Provided entries:
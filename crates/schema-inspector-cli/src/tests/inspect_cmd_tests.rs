use crate::Cli;
use crate::commands::CommandEnum;
use crate::commands::inspect::InspectCmd;
use crate::commands::inspect::InterfaceFields;
use crate::commands::inspect::OutputFormat;
use clap::Parser;
use std::path::Path;
use std::process::ExitCode;

type Result<T> = anyhow::Result<T>;

const VEHICLES_SDL: &str = "
    type Query {
        vehicles: [Vehicle!]!
    }

    interface Vehicle {
        name: String
        price: Int
    }

    type Car implements Vehicle {
        name: String
        price: Int
    }

    type Bike implements Vehicle {
        name: String
        price: Int
    }
";

const VEHICLES_MANIFEST: &str = r#"{
    "host_types": [
        { "path": "garage::Vehicle", "kind": "abstract", "members": { "name": "String" } },
        {
            "path": "garage::Car",
            "implements": ["garage::Vehicle"],
            "members": { "name": "String", "price": "i32" }
        },
        {
            "path": "garage::Bike",
            "implements": ["garage::Vehicle"],
            "members": { "name": "String" }
        }
    ],
    "controllers": [{
        "coordinate": "Query.vehicles",
        "controller": "VehicleController",
        "name": "vehicles",
        "return_type": "Vec<garage::Vehicle>"
    }]
}"#;

fn write_fixture(dir: &Path) -> Result<()> {
    std::fs::create_dir_all(dir.join("schema"))?;
    std::fs::write(dir.join("schema/vehicles.graphqls"), VEHICLES_SDL)?;
    std::fs::write(dir.join("schema/README.md"), "not a schema")?;
    std::fs::write(dir.join("manifest.json"), VEHICLES_MANIFEST)?;
    Ok(())
}

fn parse(args: &[&str]) -> Result<(Cli, InspectCmd)> {
    let mut cli = Cli::try_parse_from(
        ["schema-inspector", "inspect"].iter().chain(args.iter()).copied(),
    )?;
    match cli.cmd.take() {
        Some(CommandEnum::Inspect(cmd)) => Ok((cli, *cmd)),
        None => anyhow::bail!("no subcommand parsed"),
    }
}

mod arguments {
    use super::*;

    #[test]
    fn defaults() -> Result<()> {
        let (cli, cmd) = parse(&["--manifest", "manifest.json", "schema"])?;

        assert!(!cli.verbose);
        assert!(!cmd.allow_gaps);
        assert_eq!(cmd.format, OutputFormat::Text);
        assert_eq!(cmd.interface_fields, InterfaceFields::ConcreteTypesOnly);
        assert_eq!(cmd.graphql_file_exts, vec!["graphql", "graphqls"]);
        assert!(cmd.class_name_prefix.is_none());
        assert!(cmd.class_name_suffix.is_none());
        Ok(())
    }

    #[test]
    fn explicit_options() -> Result<()> {
        let (_, cmd) = parse(&[
            "-m", "manifest.json",
            "--format", "json",
            "--interface-fields", "include-abstract-type",
            "--class-name-suffix", "Impl",
            "--graphql-file-exts", "gql,graphql",
            "--wrapper-types", "Page,Edge",
            "a.graphql",
            "b.graphql",
        ])?;

        assert_eq!(cmd.format, OutputFormat::Json);
        assert_eq!(cmd.interface_fields, InterfaceFields::IncludeAbstractType);
        assert_eq!(cmd.class_name_suffix.as_deref(), Some("Impl"));
        assert_eq!(cmd.graphql_file_exts, vec!["gql", "graphql"]);
        assert_eq!(cmd.wrapper_types, vec!["Page", "Edge"]);
        assert_eq!(cmd.file_or_dir_paths.len(), 2);
        Ok(())
    }

    #[test]
    fn manifest_is_required() {
        assert!(parse(&["schema"]).is_err());
    }
}

mod running {
    use super::*;

    #[test]
    fn collects_only_matching_files() -> Result<()> {
        let dir = tempfile::tempdir()?;
        write_fixture(dir.path())?;
        let schema_dir = dir.path().join("schema");
        let (_, cmd) = parse(&[
            "-m", "manifest.json",
            schema_dir.to_str().expect("utf-8 temp path"),
        ])?;

        let (file_paths, errors) = cmd.collect_schema_files();

        assert!(errors.is_empty());
        assert_eq!(file_paths.len(), 1);
        assert!(file_paths[0].ends_with("vehicles.graphqls"));
        Ok(())
    }

    #[tokio::test]
    async fn reports_gaps_and_fails() -> Result<()> {
        let dir = tempfile::tempdir()?;
        write_fixture(dir.path())?;
        let manifest = dir.path().join("manifest.json");
        let schema_dir = dir.path().join("schema");
        let (cli, cmd) = parse(&[
            "-m", manifest.to_str().expect("utf-8 temp path"),
            schema_dir.to_str().expect("utf-8 temp path"),
        ])?;

        let result = cmd.run(cli).await;

        assert_eq!(result.exit_code, ExitCode::FAILURE);
        let stdout = result.stdout.expect("report is printed");
        assert!(stdout.contains("Found 1 unmapped fields and 0 skipped types."));
        assert!(stdout.contains("Unmapped fields: {Bike=[price]}"));
        Ok(())
    }

    #[tokio::test]
    async fn allow_gaps_succeeds_with_json_output() -> Result<()> {
        let dir = tempfile::tempdir()?;
        write_fixture(dir.path())?;
        let manifest = dir.path().join("manifest.json");
        let schema_dir = dir.path().join("schema");
        let (cli, cmd) = parse(&[
            "--allow-gaps",
            "--format", "json",
            "-m", manifest.to_str().expect("utf-8 temp path"),
            schema_dir.to_str().expect("utf-8 temp path"),
        ])?;

        let result = cmd.run(cli).await;

        assert_eq!(result.exit_code, ExitCode::SUCCESS);
        let report: serde_json::Value =
            serde_json::from_str(result.stdout.expect("report is printed").as_str())?;
        assert_eq!(report["unmapped_fields"], serde_json::json!(["Bike.price"]));
        assert_eq!(report["skipped_types"], serde_json::json!([]));
        Ok(())
    }

    #[tokio::test]
    async fn missing_manifest_is_an_error() -> Result<()> {
        let dir = tempfile::tempdir()?;
        write_fixture(dir.path())?;
        let schema_dir = dir.path().join("schema");
        let missing = dir.path().join("missing.json");
        let (cli, cmd) = parse(&[
            "-m", missing.to_str().expect("utf-8 temp path"),
            schema_dir.to_str().expect("utf-8 temp path"),
        ])?;

        let result = cmd.run(cli).await;

        assert_eq!(result.exit_code, ExitCode::FAILURE);
        assert!(result.stdout.is_none());
        assert!(result.stderr.is_some_and(|stderr| stderr.contains("Failed to read host manifest")));
        Ok(())
    }

    #[tokio::test]
    async fn invalid_schema_is_an_error() -> Result<()> {
        let dir = tempfile::tempdir()?;
        write_fixture(dir.path())?;
        let bad_schema = dir.path().join("bad.graphql");
        std::fs::write(&bad_schema, "type Query { vehicles: [Missing] }")?;
        let manifest = dir.path().join("manifest.json");
        let (cli, cmd) = parse(&[
            "-m", manifest.to_str().expect("utf-8 temp path"),
            bad_schema.to_str().expect("utf-8 temp path"),
        ])?;

        let result = cmd.run(cli).await;

        assert_eq!(result.exit_code, ExitCode::FAILURE);
        assert!(result.stderr.is_some_and(|stderr| stderr.contains("Inspection failed")));
        Ok(())
    }
}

Goal of the exercise:
Write out the entire listing so that each line matches the original exactly.

Response for this exercise:
filename crates/schema-inspector-cli/src/tests/inspect_cmd_tests.rs
use crate::Cli;
use crate::commands::CommandEnum;
use crate::commands::inspect::InspectCmd;
use crate::commands::inspect::InterfaceFields;
use crate::commands::inspect::OutputFormat;
use clap::Parser;
use std::path::Path;
use std::process::ExitCode;

type Result<T> = anyhow::Result<T>;

const VEHICLES_SDL: &str = "
    type Query {
        vehicles: [Vehicle!]!
    }

    interface Vehicle {
        name: String
        price: Int
    }

    type Car implements Vehicle {
        name: String
        price: Int
    }

    type Bike implements Vehicle {
        name: String
        price: Int
    }
";

const VEHICLES_MANIFEST: &str = r#"{
    "host_types": [
        { "path": "garage::Vehicle", "kind": "abstract", "members": { "name": "String" } },
        {
            "path": "garage::Car",
            "implements": ["garage::Vehicle"],
            "members": { "name": "String", "price": "i32" }
        },
        {
            "path": "garage::Bike",
            "implements": ["garage::Vehicle"],
            "members": { "name": "String" }
        }
    ],
    "controllers": [{
        "coordinate": "Query.vehicles",
        "controller": "VehicleController",
        "name": "vehicles",
        "return_type": "Vec<garage::Vehicle>"
    }]
}"#;

fn write_fixture(dir: &Path) -> Result<()> {
    std::fs::create_dir_all(dir.join("schema"))?;
    std::fs::write(dir.join("schema/vehicles.graphqls"), VEHICLES_SDL)?;
    std::fs::write(dir.join("schema/README.md"), "not a schema")?;
    std::fs::write(dir.join("manifest.json"), VEHICLES_MANIFEST)?;
    Ok(())
}

fn parse(args: &[&str]) -> Result<(Cli, InspectCmd)> {
    let mut cli = Cli::try_parse_from(
        ["schema-inspector", "inspect"].iter().chain(args.iter()).copied(),
    )?;
    match cli.cmd.take() {
        Some(CommandEnum::Inspect(cmd)) => Ok((cli, *cmd)),
        None => anyhow::bail!("no subcommand parsed"),
    }
}

mod arguments {
    use super::*;

    #[test]
    fn defaults() -> Result<()> {
        let (cli, cmd) = parse(&["--manifest", "manifest.json", "schema"])?;

        assert!(!cli.verbose);
        assert!(!cmd.allow_gaps);
        assert_eq!(cmd.format, OutputFormat::Text);
        assert_eq!(cmd.interface_fields, InterfaceFields::ConcreteTypesOnly);
        assert_eq!(cmd.graphql_file_exts, vec!["graphql", "graphqls"]);
        assert!(cmd.class_name_prefix.is_none());
        assert!(cmd.class_name_suffix.is_none());
        Ok(())
    }

    #[test]
    fn explicit_options() -> Result<()> {
        let (_, cmd) = parse(&[
            "-m", "manifest.json",
            "--format", "json",
            "--interface-fields", "include-abstract-type",
            "--class-name-suffix", "Impl",
            "--graphql-file-exts", "gql,graphql",
            "--wrapper-types", "Page,Edge",
            "a.graphql",
            "b.graphql",
        ])?;

        assert_eq!(cmd.format, OutputFormat::Json);
        assert_eq!(cmd.interface_fields, InterfaceFields::IncludeAbstractType);
        assert_eq!(cmd.class_name_suffix.as_deref(), Some("Impl"));
        assert_eq!(cmd.graphql_file_exts, vec!["gql", "graphql"]);
        assert_eq!(cmd.wrapper_types, vec!["Page", "Edge"]);
        assert_eq!(cmd.file_or_dir_paths.len(), 2);
        Ok(())
    }

    #[test]
    fn manifest_is_required() {
        assert!(parse(&["schema"]).is_err());
    }
}

mod running {
    use super::*;

    #[test]
    fn collects_only_matching_files() -> Result<()> {
        let dir = tempfile::tempdir()?;
        write_fixture(dir.path())?;
        let schema_dir = dir.path().join("schema");
        let (_, cmd) = parse(&[
            "-m", "manifest.json",
            schema_dir.to_str().expect("utf-8 temp path"),
        ])?;

        let (file_paths, errors) = cmd.collect_schema_files();

        assert!(errors.is_empty());
        assert_eq!(file_paths.len(), 1);
        assert!(file_paths[0].ends_with("vehicles.graphqls"));
        Ok(())
    }

    #[tokio::test]
    async fn reports_gaps_and_fails() -> Result<()> {
        let dir = tempfile::tempdir()?;
        write_fixture(dir.path())?;
        let manifest = dir.path().join("manifest.json");
        let schema_dir = dir.path().join("schema");
        let (cli, cmd) = parse(&[
            "-m", manifest.to_str().expect("utf-8 temp path"),
            schema_dir.to_str().expect("utf-8 temp path"),
        ])?;

        let result = cmd.run(cli).await;

        assert_eq!(result.exit_code, ExitCode::FAILURE);
        let stdout = result.stdout.expect("report is printed");
        assert!(stdout.contains("Found 1 unmapped fields and 0 skipped types."));
        assert!(stdout.contains("Unmapped fields: {Bike=[price]}"));
        Ok(())
    }

    #[tokio::test]
    async fn allow_gaps_succeeds_with_json_output() -> Result<()> {
        let dir = tempfile::tempdir()?;
        write_fixture(dir.path())?;
        let manifest = dir.path().join("manifest.json");
        let schema_dir = dir.path().join("schema");
        let (cli, cmd) = parse(&[
            "--allow-gaps",
            "--format", "json",
            "-m", manifest.to_str().expect("utf-8 temp path"),
            schema_dir.to_str().expect("utf-8 temp path"),
        ])?;

        let result = cmd.run(cli).await;

        assert_eq!(result.exit_code, ExitCode::SUCCESS);
        let report: serde_json::Value =
            serde_json::from_str(result.stdout.expect("report is printed").as_str())?;
        assert_eq!(report["unmapped_fields"], serde_json::json!(["Bike.price"]));
        assert_eq!(report["skipped_types"], serde_json::json!([]));
        Ok(())
    }

    #[tokio::test]
    async fn missing_manifest_is_an_error() -> Result<()> {
        let dir = tempfile::tempdir()?;
        write_fixture(dir.path())?;
        let schema_dir = dir.path().join("schema");
        let missing = dir.path().join("missing.json");
        let (cli, cmd) = parse(&[
            "-m", missing.to_str().expect("utf-8 temp path"),
            schema_dir.to_str().expect("utf-8 temp path"),
        ])?;

        let result = cmd.run(cli).await;

        assert_eq!(result.exit_code, ExitCode::FAILURE);
        assert!(result.stdout.is_none());
        assert!(result.stderr.is_some_and(|stderr| stderr.contains("Failed to read host manifest")));
        Ok(())
    }

    #[tokio::test]
    async fn invalid_schema_is_an_error() -> Result<()> {
        let dir = tempfile::tempdir()?;
        write_fixture(dir.path())?;
        let bad_schema = dir.path().join("bad.graphql");
        std::fs::write(&bad_schema, "type Query { vehicles: [Missing] }")?;
        let manifest = dir.path().join("manifest.json");
        let (cli, cmd) = parse(&[
            "-m", manifest.to_str().expect("utf-8 temp path"),
            bad_schema.to_str().expect("utf-8 temp path"),
        ])?;

        let result = cmd.run(cli).await;

        assert_eq!(result.exit_code, ExitCode::FAILURE);
        assert!(result.stderr.is_some_and(|stderr| stderr.contains("Inspection failed")));
        Ok(())
    }
}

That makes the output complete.